An additional challenge for the Department in contracting arises from proposed changes to the Federal Acquisition Regulations (FAR), which establish uniform policies for executive agency acquisitions. The Revolutionary FAR Overhaul initiative, launched in May 2025 in response to Executive Order (EO) 14275, Restoring Common Sense to Federal Procurement, is intended to streamline and reduce barriers in the federal contracting process. As of September 2025, 33 parts of the FAR have been updated. The Department must be diligent and increase oversight of and train its contracting staff to ensure it complies with the new regulations and rapidly changing contracting guidance.

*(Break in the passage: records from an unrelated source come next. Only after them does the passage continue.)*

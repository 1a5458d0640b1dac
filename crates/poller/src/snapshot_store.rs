//! Timestamped snapshot records on disk.
//!
//! Each successful cycle writes `license_usage_YYYYMMDD_HHMMSS_ffffff.json`
//! into the data directory. Records are never overwritten: a name already
//! taken gets a `_NN` suffix. Names sort chronologically, so the newest
//! record is the greatest file name.

use std::path::{Path, PathBuf};

use licmon_core::snapshot::UsageSnapshot;
use tokio::io::AsyncWriteExt;

const RECORD_PREFIX: &str = "license_usage_";
const RECORD_SUFFIX: &str = ".json";
const RECORD_TIME_FORMAT: &str = "%Y%m%d_%H%M%S_%6f";

/// Error type for the configuration and snapshot stores.
#[derive(Debug, thiserror::Error)]
pub enum StoreError {
    #[error("Store I/O error on {}: {source}", path.display())]
    Io {
        path: PathBuf,
        #[source]
        source: std::io::Error,
    },

    #[error("Invalid JSON in {}: {source}", path.display())]
    Json {
        path: PathBuf,
        #[source]
        source: serde_json::Error,
    },
}

impl StoreError {
    pub(crate) fn io(path: &Path, source: std::io::Error) -> Self {
        Self::Io {
            path: path.to_path_buf(),
            source,
        }
    }

    pub(crate) fn json(path: &Path, source: serde_json::Error) -> Self {
        Self::Json {
            path: path.to_path_buf(),
            source,
        }
    }
}

/// Directory of snapshot records.
#[derive(Debug, Clone)]
pub struct SnapshotStore {
    dir: PathBuf,
}

impl SnapshotStore {
    pub fn new(dir: impl Into<PathBuf>) -> Self {
        Self { dir: dir.into() }
    }

    /// Record path for a snapshot captured at `snapshot.captured_at`.
    pub fn record_path(&self, snapshot: &UsageSnapshot) -> PathBuf {
        self.numbered_path(snapshot, 0)
    }

    fn numbered_path(&self, snapshot: &UsageSnapshot, n: u32) -> PathBuf {
        let stamp = snapshot.captured_at.format(RECORD_TIME_FORMAT);
        if n == 0 {
            self.dir.join(format!("{RECORD_PREFIX}{stamp}{RECORD_SUFFIX}"))
        } else {
            self.dir.join(format!("{RECORD_PREFIX}{stamp}_{n:02}{RECORD_SUFFIX}"))
        }
    }

    /// Write `snapshot` as a new pretty-printed record and return its path.
    pub async fn persist(&self, snapshot: &UsageSnapshot) -> Result<PathBuf, StoreError> {
        tokio::fs::create_dir_all(&self.dir)
            .await
            .map_err(|e| StoreError::io(&self.dir, e))?;

        let json = serde_json::to_vec_pretty(snapshot)
            .map_err(|e| StoreError::json(&self.record_path(snapshot), e))?;

        let mut n = 0;
        let (path, mut file) = loop {
            let path = self.numbered_path(snapshot, n);
            match tokio::fs::OpenOptions::new()
                .write(true)
                .create_new(true)
                .open(&path)
                .await
            {
                Ok(file) => break (path, file),
                Err(e) if e.kind() == std::io::ErrorKind::AlreadyExists => n += 1,
                Err(e) => return Err(StoreError::io(&path, e)),
            }
        };

        file.write_all(&json)
            .await
            .map_err(|e| StoreError::io(&path, e))?;
        file.flush().await.map_err(|e| StoreError::io(&path, e))?;

        tracing::debug!(path = %path.display(), "Snapshot record written");
        Ok(path)
    }

    /// Read one record.
    pub async fn load(&self, path: &Path) -> Result<UsageSnapshot, StoreError> {
        let bytes = tokio::fs::read(path)
            .await
            .map_err(|e| StoreError::io(path, e))?;
        serde_json::from_slice(&bytes).map_err(|e| StoreError::json(path, e))
    }

    /// The newest record, or `None` when the directory holds none.
    pub async fn latest(&self) -> Result<Option<UsageSnapshot>, StoreError> {
        let mut entries = match tokio::fs::read_dir(&self.dir).await {
            Ok(entries) => entries,
            Err(e) if e.kind() == std::io::ErrorKind::NotFound => return Ok(None),
            Err(e) => return Err(StoreError::io(&self.dir, e)),
        };

        let mut newest: Option<String> = None;
        while let Some(entry) = entries
            .next_entry()
            .await
            .map_err(|e| StoreError::io(&self.dir, e))?
        {
            let Ok(name) = entry.file_name().into_string() else {
                continue;
            };
            if !is_record_name(&name) {
                continue;
            }
            if newest.as_deref().map_or(true, |current| name.as_str() > current) {
                newest = Some(name);
            }
        }

        match newest {
            Some(name) => self.load(&self.dir.join(name)).await.map(Some),
            None => Ok(None),
        }
    }
}

fn is_record_name(name: &str) -> bool {
    name.starts_with(RECORD_PREFIX) && name.ends_with(RECORD_SUFFIX)
}

#[cfg(test)]
mod tests {
    use super::*;
    use chrono::TimeZone;
    use serde_json::json;

    fn snapshot_at(h: u32, m: u32, s: u32) -> UsageSnapshot {
        let mut snapshot = UsageSnapshot::new(
            "10.0.60.60",
            json!({"License Clients License Usage for pool default": [{"Hostname": "ap-01", "AP": "3"}]}),
            None,
        )
        .unwrap();
        snapshot.captured_at = chrono::Utc.with_ymd_and_hms(2024, 3, 1, h, m, s).unwrap();
        snapshot
    }

    #[test]
    fn record_name_is_timestamped() {
        let store = SnapshotStore::new("/data");
        assert_eq!(
            store.record_path(&snapshot_at(8, 5, 9)),
            PathBuf::from("/data/license_usage_20240301_080509_000000.json")
        );
        assert!(is_record_name("license_usage_20240301_080509_000000.json"));
        assert!(!is_record_name("config.json"));
    }

    #[tokio::test]
    async fn latest_picks_newest_record() {
        let dir = tempfile::tempdir().unwrap();
        let store = SnapshotStore::new(dir.path());

        store.persist(&snapshot_at(9, 0, 0)).await.unwrap();
        let newest = snapshot_at(10, 0, 0);
        store.persist(&newest).await.unwrap();
        store.persist(&snapshot_at(8, 0, 0)).await.unwrap();
        std::fs::write(dir.path().join("config.json"), "{}").unwrap();

        assert_eq!(store.latest().await.unwrap(), Some(newest));
    }

    #[tokio::test]
    async fn same_timestamp_never_overwrites() {
        let dir = tempfile::tempdir().unwrap();
        let store = SnapshotStore::new(dir.path());

        let first = store.persist(&snapshot_at(9, 0, 0)).await.unwrap();
        let second = store.persist(&snapshot_at(9, 0, 0)).await.unwrap();

        assert_ne!(first, second);
        assert_eq!(
            second.file_name().unwrap(),
            "license_usage_20240301_090000_000000_01.json"
        );
        assert_eq!(std::fs::read_dir(dir.path()).unwrap().count(), 2);
        // The suffixed record is the newer one.
        let latest = store.latest().await.unwrap().unwrap();
        assert_eq!(latest, store.load(&second).await.unwrap());
    }

    #[tokio::test]
    async fn missing_directory_has_no_latest() {
        let dir = tempfile::tempdir().unwrap();
        let store = SnapshotStore::new(dir.path().join("absent"));
        assert_eq!(store.latest().await.unwrap(), None);
    }

    #[tokio::test]
    async fn corrupt_record_is_a_json_error() {
        let dir = tempfile::tempdir().unwrap();
        let path = dir.path().join("license_usage_20240301_080000_000000.json");
        std::fs::write(&path, "not json").unwrap();

        let err = SnapshotStore::new(dir.path()).load(&path).await.unwrap_err();
        assert!(matches!(err, StoreError::Json { .. }));
    }
}
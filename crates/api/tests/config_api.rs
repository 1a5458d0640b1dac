//! Integration tests for configuration and alert rule endpoints.

mod common;

use axum::http::StatusCode;
use common::{body_json, build_test_app, get, post_json, test_state};
use licmon_poller::ConfigStore;
use serde_json::json;

#[tokio::test]
async fn config_is_returned_redacted() {
    let dir = tempfile::tempdir().unwrap();
    let app = build_test_app(test_state(dir.path()));

    let response = post_json(
        app.clone(),
        "/api/config",
        json!({"username": "admin", "password": "secret", "polling_interval": 30}),
    )
    .await;
    assert_eq!(response.status(), StatusCode::OK);
    let applied = body_json(response).await;
    assert_eq!(applied["data"]["poller"], "not_started");
    assert_eq!(applied["data"]["config"]["password"], "********");

    let json = body_json(get(app, "/api/config").await).await;
    assert_eq!(json["data"]["username"], "admin");
    assert_eq!(json["data"]["password"], "********");
    assert_eq!(json["data"]["polling_interval"], 30);
    assert_eq!(json["data"]["smtp_port"], 587);
}

#[tokio::test]
async fn applied_config_is_saved_with_real_secrets() {
    let dir = tempfile::tempdir().unwrap();
    let state = test_state(dir.path());
    let app = build_test_app(state.clone());

    post_json(
        app.clone(),
        "/api/config",
        json!({"username": "admin", "password": "secret"}),
    )
    .await;
    // Echoing the redacted placeholder keeps the stored password.
    post_json(
        app,
        "/api/config",
        json!({"username": "operator", "password": "********"}),
    )
    .await;

    let stored = ConfigStore::new(&state.config.data_dir).load().await;
    assert_eq!(stored.username, "operator");
    assert_eq!(stored.password, "secret");
}

#[tokio::test]
async fn invalid_config_is_rejected() {
    let dir = tempfile::tempdir().unwrap();
    let app = build_test_app(test_state(dir.path()));

    let response = post_json(
        app.clone(),
        "/api/config",
        json!({"smtp_enabled": true, "smtp_to": "ops@example.com"}),
    )
    .await;
    assert_eq!(response.status(), StatusCode::BAD_REQUEST);
    let json = body_json(response).await;
    assert_eq!(json["code"], "VALIDATION_ERROR");

    let config = body_json(get(app, "/api/config").await).await;
    assert_eq!(config["data"]["smtp_enabled"], false);
}

#[tokio::test]
async fn alert_rules_survive_config_updates() {
    let dir = tempfile::tempdir().unwrap();
    let app = build_test_app(test_state(dir.path()));

    let response = post_json(
        app.clone(),
        "/api/alert-settings",
        json!({"hostname": "ap-01", "threshold": 10, "email_enabled": true}),
    )
    .await;
    assert_eq!(response.status(), StatusCode::OK);
    let rules = body_json(response).await;
    assert_eq!(rules["data"]["ap-01"]["threshold"], 10);
    assert_eq!(rules["data"]["ap-01"]["syslog_enabled"], false);

    // A configuration update that carries no rules keeps the saved ones.
    post_json(
        app.clone(),
        "/api/config",
        json!({"polling_interval": 60, "alert_settings": {}}),
    )
    .await;

    let json = body_json(get(app, "/api/alert-settings").await).await;
    assert_eq!(json["data"]["ap-01"]["email_enabled"], true);
}

#[tokio::test]
async fn alert_rule_requires_hostname() {
    let dir = tempfile::tempdir().unwrap();
    let app = build_test_app(test_state(dir.path()));

    let response = post_json(app, "/api/alert-settings", json!({"hostname": "  ", "threshold": 5})).await;

    assert_eq!(response.status(), StatusCode::BAD_REQUEST);
    assert_eq!(body_json(response).await["code"], "BAD_REQUEST");
}

#[tokio::test]
async fn failed_save_leaves_the_active_config_unchanged() {
    let dir = tempfile::tempdir().unwrap();
    let state = test_state(dir.path());
    // A regular file where the data directory should be.
    std::fs::write(&state.config.data_dir, "").unwrap();
    let app = build_test_app(state);

    let response = post_json(
        app.clone(),
        "/api/config",
        json!({"username": "new-admin", "polling_interval": 7}),
    )
    .await;
    assert_eq!(response.status(), StatusCode::INTERNAL_SERVER_ERROR);
    assert_eq!(body_json(response).await["code"], "INTERNAL_ERROR");

    let config = body_json(get(app.clone(), "/api/config").await).await;
    assert_eq!(config["data"]["username"], "");
    assert_ne!(config["data"]["polling_interval"], 7);

    let response = post_json(
        app.clone(),
        "/api/alert-settings",
        json!({"hostname": "ap-01", "threshold": 10, "syslog_enabled": true}),
    )
    .await;
    assert_eq!(response.status(), StatusCode::INTERNAL_SERVER_ERROR);

    let rules = body_json(get(app, "/api/alert-settings").await).await;
    assert!(rules["data"].get("ap-01").is_none());
}
//! Threshold evaluation engine for license usage.
//!
//! Pure logic: the caller passes in the snapshot and the current rule map
//! and receives the alerts to deliver. No state is kept between calls.

use std::collections::BTreeMap;

use serde_json::Value;

use crate::alert::{AlertChannel, AlertEvent};
use crate::config::AlertRule;
use crate::snapshot::{UsageSnapshot, AP_KEY, HOSTNAME_KEY, TOTAL_ROW};
use crate::types::{EntityId, Timestamp};

/// Evaluate every usage row of `snapshot` against `rules`.
///
/// A breach (`threshold > 0 && usage > threshold`) yields one event per
/// enabled channel of the entity's rule, email before syslog. Entities
/// without a rule never alert.
pub fn evaluate(
    snapshot: &UsageSnapshot,
    rules: &BTreeMap<EntityId, AlertRule>,
    now: Timestamp,
) -> Vec<AlertEvent> {
    let mut alerts = Vec::new();
    if rules.is_empty() {
        return alerts;
    }

    for (_, rows) in snapshot.usage_pools() {
        for row in rows {
            let Some(entity) = row_entity(row) else {
                continue;
            };
            let Some(rule) = rules.get(entity) else {
                continue;
            };

            let usage = parse_usage(row.get(AP_KEY));
            if !breaches(usage, rule) {
                continue;
            }

            let channels = [
                (rule.email_enabled, AlertChannel::Email),
                (rule.syslog_enabled, AlertChannel::Syslog),
            ];
            for (_, channel) in channels.into_iter().filter(|(enabled, _)| *enabled) {
                alerts.push(AlertEvent {
                    entity: entity.to_string(),
                    value: usage,
                    threshold: rule.threshold,
                    channel,
                    timestamp: now,
                    controller: snapshot.controller.clone(),
                });
            }
        }
    }

    alerts
}

/// Whether `usage` strictly exceeds an active rule's threshold.
pub fn breaches(usage: i64, rule: &AlertRule) -> bool {
    rule.is_active() && usage > i64::from(rule.threshold)
}

/// The entity identifier of a row, or `None` for rows without one and for
/// the synthetic aggregate row.
fn row_entity(row: &Value) -> Option<&str> {
    row.get(HOSTNAME_KEY)
        .and_then(Value::as_str)
        .filter(|name| !name.is_empty() && *name != TOTAL_ROW)
}

/// Parse a usage cell. Missing or malformed values count as zero.
pub fn parse_usage(value: Option<&Value>) -> i64 {
    match value {
        Some(Value::String(s)) => s.trim().parse().unwrap_or(0),
        Some(Value::Number(n)) => n
            .as_i64()
            .or_else(|| n.as_f64().map(|f| f.trunc() as i64))
            .unwrap_or(0),
        _ => 0,
    }
}

// ---------------------------------------------------------------------------
// Tests
// ---------------------------------------------------------------------------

The Department’s grants play an important role in funding law enforcement and public safety activities, assisting victims of crime, and providing training and technical assistance. The OIG’s audits continue to identify challenges related to financial management, subrecipient monitoring, and performance reporting. In addition, our investigations highlight the continuing need to be vigilant for indications of fraud by recipients of the Department’s grant funds. Each of these areas of concern is directly related to preventing wasteful use of taxpayer dollars.

According to the Department’s FY 2026 budget request, the Department intends to focus its grant funding on priority programs directly linked to combatting violent crime, protecting American children, supporting American victims of trafficking and sexual assault, and better coordinating law enforcement efforts at all levels of government. EO 14322, Improving Oversight of Federal Grantmaking, similarly states that government grants should improve American lives or advance American interests, and emphasizes the need to strengthen oversight and coordinate agency grantmaking to ensure efficacy and avoid duplication of efforts.

However, the Department has also proposed a reduction in the funding of state and local grant programs, which could adversely affect important programs, such as, for example, Emergency Federal Law Enforcement Assistance grants provided to state and local law enforcement to help mitigate costs during extraordinary emergencies. The Department’s budget proposal also plans to consolidate the Office of Community Oriented Policing Services and the Office on Violence Against Women into the Office of Justice Programs and cut 79 positions. While these proposed actions may result in cost efficiencies and streamline grants processes and programs, the Department must be attentive to potential pitfalls—such as the decrease in grant management personnel—that could result in less oversight and increase the risk of fraud and misuse of federal funds. The OIG’s audits of grant fund recipients have repeatedly demonstrated the need for the Department to carefully administer and monitor grantees.